Quando anoiteceu, o homem rumou à casa de um mercador, pois os que querem fazer o mal têm aversão à luz. Ao chegar à porta, abriu-a o demônio, que fez o mesmo com as arcas, de modo que o homem pôde assenhorar-se de uma grande quantidade de dinheiro. No dia seguinte, fez um furto muito grande, e depois outro, até que ficou tão rico que não mais se recordava da miséria que havia passado.
O infeliz, não satisfeito por sair da pobreza, continuou roubando. Tanto roubou que acabou por ser preso. E quando o prenderam, clamou por dom Martín. Dom Martín chegou muito depressa e o livrou em seguida. Ao ver o homem que dom Martín cumpria a sua palavra, voltou a roubar e tanto roubou que chegou a ser muitíssimo rico.
Num destes roubos, foi novamente preso e chamou dom Martín, que não veio tão depressa quanto ele queria. Os juízes do lugar onde ele praticara o roubo já haviam começado a fazer as suas averiguações. Quando chegou dom Martín, o homem lhe disse:
— Ah, dom Martín, quanto medo eu passei! Por que não vieste antes?
Respondeu-lhe dom Martín que estava ocupado com um assunto urgente e que por isso se atrasara. Imediatamente, tirou-o da prisão.
O homem voltou a roubar. Ao cabo de muitos roubos, foi de novo preso e, realizado pelos juízes o interrogatório, foi condenado. Prolatada a sentença, veio dom Martín e o pôs na rua. Vendo o homem que dom Martín sempre o soltava, continuou roubando. Outra vez foi preso e chamou dom Martín, mas quando este chegou, o homem já havia sido condenado à morte. Recorreu dom Martín ao indulto real e, deste modo, voltou a libertá-lo.
Continuou roubando, foi preso outra vez e chamou dom Martín, mas quando este chegou, estava o homem ao pé da forca. Ao vê-lo, disse o homem:
— Ah, dom Martim, saiba que esta não foi de brincadeira! Não sabes o medo que tive!
Dom Martín lhe disse que lhe trazia quinhentos maravedis em uma bolsa, que os desse ao juiz e que, desta maneira, ficaria livre. O juiz havia dado a ordem de que o enforcassem e já estavam procurando a corda para isto. Enquanto a procuravam, chegou o homem ao juiz e lhe deu a bolsa. Crendo o juiz que o sentenciado lhe dera muito dinheiro, disse às pessoas que ali se encontravam:
— Amigos, alguém já viu faltar corda para enforcar um homem? Eu creio que este homem é inocente e, como Deus não quer que ele morra, falta-nos agora a corda. Esperemos até amanhã e vejamo-lo com mais atenção, porque, se ele for culpado, tempo nos resta para fazer justiça.

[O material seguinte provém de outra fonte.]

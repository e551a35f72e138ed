use async_trait::async_trait;

use crate::domain::user::models::CreateUserCommand;
use crate::domain::user::models::UpdateUserCommand;
use crate::domain::user::models::User;
use crate::domain::user::models::UserId;
use crate::user::errors::UserError;

/// Port for user domain service operations.
#[async_trait]
pub trait UserServicePort: Send + Sync + 'static {
    /// Create a new user with a hashed password.
    ///
    /// # Errors
    /// * `EmailAlreadyExists` - Email is already registered
    /// * `PasswordHash` - Password hashing failed
    /// * `DatabaseError` - Database operation failed
    async fn create_user(&self, command: CreateUserCommand) -> Result<User, UserError>;

    /// Retrieve a user by unique identifier.
    ///
    /// # Errors
    /// * `NotFound` - User does not exist
    /// * `DatabaseError` - Database operation failed
    async fn get_user(&self, id: &UserId) -> Result<User, UserError>;

    /// Retrieve a user by email address.
    ///
    /// # Errors
    /// * `NotFound` - No user with this email
    /// * `DatabaseError` - Database operation failed
    async fn get_user_by_email(&self, email: &str) -> Result<User, UserError>;

    /// Retrieve all users.
    ///
    /// # Errors
    /// * `DatabaseError` - Database operation failed
    async fn list_users(&self) -> Result<Vec<User>, UserError>;

    /// Update an existing user with optional fields.
    ///
    /// # Errors
    /// * `NotFound` - User does not exist
    /// * `EmailAlreadyExists` - New email is already registered
    /// * `DatabaseError` - Database operation failed
    async fn update_user(&self, id: &UserId, command: UpdateUserCommand)
        -> Result<User, UserError>;

    /// Delete an existing user.
    ///
    /// # Errors
    /// * `NotFound` - User does not exist
    /// * `DatabaseError` - Database operation failed
    async fn delete_user(&self, id: &UserId) -> Result<(), UserError>;
}

/// Persistence operations for the user aggregate (credential store).
#[async_trait]
pub trait UserRepository: Send + Sync + 'static {
    /// Persist a new user.
    ///
    /// # Errors
    /// * `EmailAlreadyExists` - Email is already registered
    /// * `DatabaseError` - Database operation failed
    async fn create(&self, user: User) -> Result<User, UserError>;

    /// Retrieve a user by identifier, None if absent.
    ///
    /// # Errors
    /// * `DatabaseError` - Database operation failed
    async fn find_by_id(&self, id: &UserId) -> Result<Option<User>, UserError>;

    /// Retrieve a user by email address, None if absent.
    ///
    /// # Errors
    /// * `DatabaseError` - Database operation failed
    async fn find_by_email(&self, email: &str) -> Result<Option<User>, UserError>;

    /// Retrieve all users.
    ///
    /// # Errors
    /// * `DatabaseError` - Database operation failed
    async fn list_all(&self) -> Result<Vec<User>, UserError>;

    /// Update an existing user.
    ///
    /// # Errors
    /// * `NotFound` - User does not exist
    /// * `EmailAlreadyExists` - New email is already registered
    /// * `DatabaseError` - Database operation failed
    async fn update(&self, user: User) -> Result<User, UserError>;

    /// Remove a user.
    ///
    /// # Errors
    /// * `NotFound` - User does not exist
    /// * `DatabaseError` - Database operation failed
    async fn delete(&self, id: &UserId) -> Result<(), UserError>;
}
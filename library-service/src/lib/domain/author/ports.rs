use async_trait::async_trait;

use crate::author::errors::AuthorError;
use crate::domain::author::models::Author;
use crate::domain::author::models::AuthorId;
use crate::domain::author::models::CreateAuthorCommand;
use crate::domain::author::models::UpdateAuthorCommand;

/// Port for author domain service operations.
#[async_trait]
pub trait AuthorServicePort: Send + Sync + 'static {
    /// Create a new author with a zero published count.
    ///
    /// # Errors
    /// * `EmailAlreadyExists` - Email is already registered
    /// * `DatabaseError` - Database operation failed
    async fn create_author(&self, command: CreateAuthorCommand) -> Result<Author, AuthorError>;

    /// Retrieve an author by unique identifier.
    ///
    /// # Errors
    /// * `NotFound` - Author does not exist
    /// * `DatabaseError` - Database operation failed
    async fn get_author(&self, id: &AuthorId) -> Result<Author, AuthorError>;

    /// Retrieve all authors.
    ///
    /// # Errors
    /// * `DatabaseError` - Database operation failed
    async fn list_authors(&self) -> Result<Vec<Author>, AuthorError>;

    /// Update an existing author. Never touches `published_count`.
    ///
    /// # Errors
    /// * `NotFound` - Author does not exist
    /// * `EmailAlreadyExists` - New email is already registered
    /// * `DatabaseError` - Database operation failed
    async fn update_author(
        &self,
        id: &AuthorId,
        command: UpdateAuthorCommand,
    ) -> Result<Author, AuthorError>;

    /// Delete an existing author.
    ///
    /// # Errors
    /// * `NotFound` - Author does not exist
    /// * `DatabaseError` - Database operation failed
    async fn delete_author(&self, id: &AuthorId) -> Result<(), AuthorError>;
}

/// Persistence operations for the author aggregate.
#[async_trait]
pub trait AuthorRepository: Send + Sync + 'static {
    /// Persist a new author.
    ///
    /// # Errors
    /// * `EmailAlreadyExists` - Email is already registered
    /// * `DatabaseError` - Database operation failed
    async fn create(&self, author: Author) -> Result<Author, AuthorError>;

    /// Retrieve an author by identifier, None if absent.
    ///
    /// # Errors
    /// * `DatabaseError` - Database operation failed
    async fn find_by_id(&self, id: &AuthorId) -> Result<Option<Author>, AuthorError>;

    /// Retrieve all authors.
    ///
    /// # Errors
    /// * `DatabaseError` - Database operation failed
    async fn list_all(&self) -> Result<Vec<Author>, AuthorError>;

    /// Update name, email, and bio of an existing author.
    ///
    /// Deliberately excludes `published_count`; that column belongs to
    /// [`update_published_count`](AuthorRepository::update_published_count).
    ///
    /// # Errors
    /// * `NotFound` - Author does not exist
    /// * `EmailAlreadyExists` - New email is already registered
    /// * `DatabaseError` - Database operation failed
    async fn update(&self, author: Author) -> Result<Author, AuthorError>;

    /// Persist a freshly recomputed published count. Single-row write.
    ///
    /// # Errors
    /// * `NotFound` - Author does not exist
    /// * `DatabaseError` - Database operation failed
    async fn update_published_count(&self, id: &AuthorId, count: i64) -> Result<(), AuthorError>;

    /// Remove an author.
    ///
    /// # Errors
    /// * `NotFound` - Author does not exist
    /// * `DatabaseError` - Database operation failed
    async fn delete(&self, id: &AuthorId) -> Result<(), AuthorError>;
}
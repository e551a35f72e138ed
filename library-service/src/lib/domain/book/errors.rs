use thiserror::Error;

/// Error for BookId parsing failures
#[derive(Debug, Clone, Error, PartialEq, Eq)]
pub enum BookIdError {
    #[error("Not a valid UUID: {0}")]
    InvalidFormat(String),
}

/// Error for BookTitle validation failures
#[derive(Debug, Clone, Error, PartialEq, Eq)]
pub enum BookTitleError {
    #[error("Book title must have at least {min} characters, got {actual}")]
    TooShort { min: usize, actual: usize },

    #[error("Book title must have at most {max} characters, got {actual}")]
    TooLong { max: usize, actual: usize },
}

/// Top-level error for all book-related operations
#[derive(Debug, Clone, Error)]
pub enum BookError {
    #[error("Invalid book id: {0}")]
    InvalidBookId(#[from] BookIdError),

    #[error("Invalid book title: {0}")]
    InvalidTitle(#[from] BookTitleError),

    #[error("Book not found: {0}")]
    NotFound(String),

    #[error("Author not found: {0}")]
    AuthorNotFound(String),

    /// The book row was written but the author's published count could not
    /// be brought up to date; the stored count stays stale until the next
    /// scheduled reconciliation.
    #[error("Published count reconciliation failed: {0}")]
    CountReconciliation(String),

    #[error("Storage error: {0}")]
    DatabaseError(String),

    #[error("Unexpected error: {0}")]
    Unknown(String),
}

impl From<anyhow::Error> for BookError {
    fn from(err: anyhow::Error) -> Self {
        BookError::Unknown(err.to_string())
    }
}
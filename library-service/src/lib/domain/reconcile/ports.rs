use async_trait::async_trait;

use crate::domain::author::models::AuthorId;
use crate::reconcile::errors::ReconcileError;

/// Outcome of a full reconciliation pass.
#[derive(Debug, Clone, Copy, Default, PartialEq, Eq)]
pub struct ReconcileSummary {
    /// Authors whose count was recomputed and stored
    pub reconciled: usize,
    /// Authors skipped because their reconciliation failed
    pub failed: usize,
}

/// Port for keeping `published_count` consistent with the book collection.
///
/// Both operations recompute the count from the authoritative book store
/// rather than incrementing, so they are idempotent and safe to interleave
/// with each other and with concurrent book creation.
#[async_trait]
pub trait CounterReconciler: Send + Sync + 'static {
    /// Recompute one author's published count and persist it.
    ///
    /// Returns the stored count.
    ///
    /// # Errors
    /// * `AuthorNotFound` - Author vanished before the count was stored
    /// * `CountFailed` - Counting books failed
    /// * `PersistFailed` - Storing the count failed
    async fn reconcile_one(&self, author_id: &AuthorId) -> Result<i64, ReconcileError>;

    /// Recompute every author's published count, best effort.
    ///
    /// A failure on one author is logged and counted; the batch continues.
    ///
    /// # Errors
    /// * `ListFailed` - The author collection could not be enumerated
    async fn reconcile_all(&self) -> Result<ReconcileSummary, ReconcileError>;
}
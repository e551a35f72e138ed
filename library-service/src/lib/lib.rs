pub mod config;
pub mod domain;
pub mod inbound;
pub mod outbound;

pub use domain::author;
pub use domain::book;
pub use domain::reconcile;
pub use domain::user;
pub use outbound::repositories;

O juiz dizia isto para libertá-lo em troca do dinheiro que havia recebido, mas quando se afastou e olhou a bolsa de couro, em vez do dinheiro encontrou uma corda de enforcar. Imediatamente, mandou pendurar o prisioneiro. Tendo o verdugo ajustado aquela mesma corda ao seu pescoço, o homem pediu a dom Martín que o socorresse. Replicou dom Martín que sempre ajudava a todos os seus amigos, mas até que estes chegassem ao extremo do patíbulo; depois, não mais. Deste modo, perdeu aquele homem a vida e a alma por crer e fiar-se do demônio.